The Rift Valley is blessed with a rich paint-box of minerals and earth pigments. Red, ochre, shades of white, yellow and light grey - with the exception of blue, the tribes have access to concentrated colour that contrast beautifully with the coppery tone of their skin. The painting also has the practical property of protecting them from sun exposure. The pigments dry within seconds, which give the artists a spontaneous incentive to act in bursts.


What I find so fascinating is Silvester's thoughts on the up until recent absence of mirrors in these tribes. Even the rivers are too silty to provide a clear reflection, leaving the response and reaction of others as a measure. Since your self-image is determined through the eyes of others, the practice of body-painting and decoration is rarely done alone, and often in teams.  
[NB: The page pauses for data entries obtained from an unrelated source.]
//! Static pipeline table: stage wiring for each [`PipelineKind`].

use anyhow::{Context, Result};
use log::debug;
use std::fs;
use std::path::{Path, PathBuf};
use std::sync::Arc;
use std::sync::atomic::AtomicBool;

use super::context::PipelineTuning;
use super::orchestrator::{Pipeline, PipelineBuilder, StageChain};
use crate::backend::{InferenceBackend, SharedModel, get_backend};
use crate::engine::tools::{ArtifactLayout, canonicalize_dir};
use crate::geocode::{Backoff, Geocoder, NominatimGeocoder};
use crate::metadata::{ExifMetadata, MetadataCache, MetadataSource};
use crate::search::ContextWindowSearch;
use crate::stages::{
    ContextStage, DescribeStage, DiscoverStage, EnhanceStage, GeolocateStage, MetadataStage,
    SkipCheckStage, WriteStage,
};
use crate::types::{Opts, PipelineKind};
use crate::utils::config::{ArtifactSuffixes, DEFAULT_GEOCODE_OUTPUT_FORMAT, PipelineDefaults};

/// `(name, description)` for every registered pipeline.
pub fn list_pipelines() -> Vec<(&'static str, &'static str)> {
    PipelineKind::ALL
        .iter()
        .map(|k| (k.name(), describe_kind(*k)))
        .collect()
}

fn describe_kind(kind: PipelineKind) -> &'static str {
    match kind {
        PipelineKind::Describe => {
            "Discover -> SkipCheck -> Metadata -> LLM -> Write: describe each image with a vision model"
        }
        PipelineKind::Enhance => {
            "Discover -> SkipCheck -> Context -> Enhance -> Write: refine descriptions using temporally nearby photos"
        }
        PipelineKind::Geolocate => {
            "Discover -> SkipCheck -> Geolocate -> Write: reverse geocode GPS positions to addresses"
        }
    }
}

/// External services a pipeline talks to. Tests swap in stubs.
#[derive(Clone)]
pub struct PipelineDeps {
    pub backend: Arc<dyn InferenceBackend>,
    pub geocoder: Arc<dyn Geocoder>,
    pub metadata: Arc<dyn MetadataSource>,
}

impl PipelineDeps {
    /// Real services as configured in `opts`.
    pub fn from_opts(opts: &Opts) -> Result<Self> {
        Ok(Self {
            backend: get_backend(&opts.backend, &opts.backend_url)?,
            geocoder: Arc::new(NominatimGeocoder::new(&opts.geocode.url)),
            metadata: Arc::new(ExifMetadata::within(
                fs::canonicalize(&opts.input_dir).unwrap_or_else(|_| opts.input_dir.clone()),
            )),
        })
    }
}

/// Flow-control settings for `opts`; the status interval is floored.
pub fn tuning_from_opts(opts: &Opts) -> PipelineTuning {
    PipelineTuning {
        backpressure_multiplier: opts.backpressure,
        status_interval: opts.status_interval.max(PipelineDefaults::MIN_STATUS_INTERVAL),
        verbose: opts.verbose,
        ..PipelineTuning::default()
    }
}

fn artifact_suffixes(kind: PipelineKind) -> (&'static str, &'static str) {
    match kind {
        PipelineKind::Describe => (ArtifactSuffixes::DESCRIBE, ArtifactSuffixes::DESCRIBE_ERROR),
        PipelineKind::Enhance => (ArtifactSuffixes::ENHANCE, ArtifactSuffixes::ENHANCE_ERROR),
        PipelineKind::Geolocate => (ArtifactSuffixes::GEOCODE, ArtifactSuffixes::GEOCODE_ERROR),
    }
}

/// Canonical `(input, output)` roots. The output directory is created when missing and
/// defaults to the input directory.
fn resolve_roots(opts: &Opts) -> Result<(PathBuf, PathBuf)> {
    let input = canonicalize_dir(&opts.input_dir)?;
    if opts.output_dir.as_os_str().is_empty() {
        return Ok((input.clone(), input));
    }
    fs::create_dir_all(&opts.output_dir)
        .with_context(|| format!("create output dir {}", opts.output_dir.display()))?;
    let output = canonicalize_dir(&opts.output_dir)?;
    Ok((input, output))
}

/// Discover -> SkipCheck, seeded with the input root. Every pipeline starts this way.
fn front(
    opts: &Opts,
    root: &Path,
    layout: &ArtifactLayout,
    stop: Arc<AtomicBool>,
) -> StageChain<SkipCheckStage> {
    PipelineBuilder::new(tuning_from_opts(opts))
        .input_root(root)
        .stop_flag(stop)
        .start(
            "Discover",
            DiscoverStage::new(root, opts.extensions.clone(), opts.sort_order),
            opts.threads.discover,
        )
        .seed(root.to_path_buf())
        .then(
            "SkipCheck",
            SkipCheckStage::new(layout.clone(), opts.retry, opts.retry_failed),
            opts.threads.skip_check,
        )
}

/// Wire the stages for `kind` from `opts`. Nothing runs until [`Pipeline::run`].
pub fn build_pipeline(
    kind: PipelineKind,
    opts: &Opts,
    deps: &PipelineDeps,
    stop: Arc<AtomicBool>,
) -> Result<Pipeline> {
    let (input, output) = resolve_roots(opts)?;
    let (suffix, error_suffix) = artifact_suffixes(kind);
    let layout = ArtifactLayout::new(&input, &output, suffix, error_suffix);
    debug!(
        "{kind}: {} -> {} ({suffix}, {error_suffix})",
        input.display(),
        output.display()
    );
    let chain = front(opts, &input, &layout, stop);
    let threads = &opts.threads;

    let pipeline = match kind {
        PipelineKind::Describe => {
            let model = SharedModel::new(Arc::clone(&deps.backend), &opts.describe.model, None);
            chain
                .then(
                    "Metadata",
                    MetadataStage::new(Arc::clone(&deps.metadata)),
                    threads.metadata,
                )
                .then(
                    "LLM",
                    DescribeStage::new(model, &opts.describe.prompt, &input),
                    threads.llm,
                )
                .then(
                    "Write",
                    WriteStage::new(layout, &opts.describe.output_format),
                    threads.write,
                )
                .build()
        }
        PipelineKind::Enhance => {
            let window = opts.enhance.model_context_length;
            let model = SharedModel::new(
                Arc::clone(&deps.backend),
                &opts.enhance.model,
                (window > 0).then_some(window),
            );
            let described =
                layout.with_suffixes(ArtifactSuffixes::DESCRIBE, ArtifactSuffixes::DESCRIBE_ERROR);
            let search = ContextWindowSearch::new(
                &input,
                described,
                opts.extensions.clone(),
                opts.enhance.max_context_items,
                Arc::new(MetadataCache::new(Arc::clone(&deps.metadata))),
            );
            chain
                .then("Context", ContextStage::new(search), threads.context)
                .then(
                    "Enhance",
                    EnhanceStage::new(model, opts.enhance.clone(), &input),
                    threads.llm,
                )
                .then(
                    "Write",
                    WriteStage::new(layout, &opts.enhance.output_format),
                    threads.write,
                )
                .build()
        }
        PipelineKind::Geolocate => {
            let backoff = Backoff::new(opts.geocode.initial_wait, opts.geocode.max_retries);
            chain
                .then(
                    "Geolocate",
                    GeolocateStage::new(
                        Arc::clone(&deps.metadata),
                        Arc::clone(&deps.geocoder),
                        backoff,
                        &input,
                    ),
                    threads.geolocate,
                )
                .then(
                    "Write",
                    WriteStage::new(layout, DEFAULT_GEOCODE_OUTPUT_FORMAT),
                    threads.write,
                )
                .build()
        }
    };
    Ok(pipeline)
}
Surely what we are seeing is one of the very first art forms - more than likely far far older than cave paintings and other recordable varieties. This close interaction with nature requires a knowledge of the properties of each material, leading to a tactile understanding and instinct for the environment. Perhaps this enjoyable way of learning was intrinsic to our survival - and how apt that this very human instinct to create and touch should still thrive in what is often referred to as the 'Cradle of Humanity'.


And just quickly (that was quite a big sentence I wrote up there), a slightly less spontaneous example of our rather more studied approach to dressing up...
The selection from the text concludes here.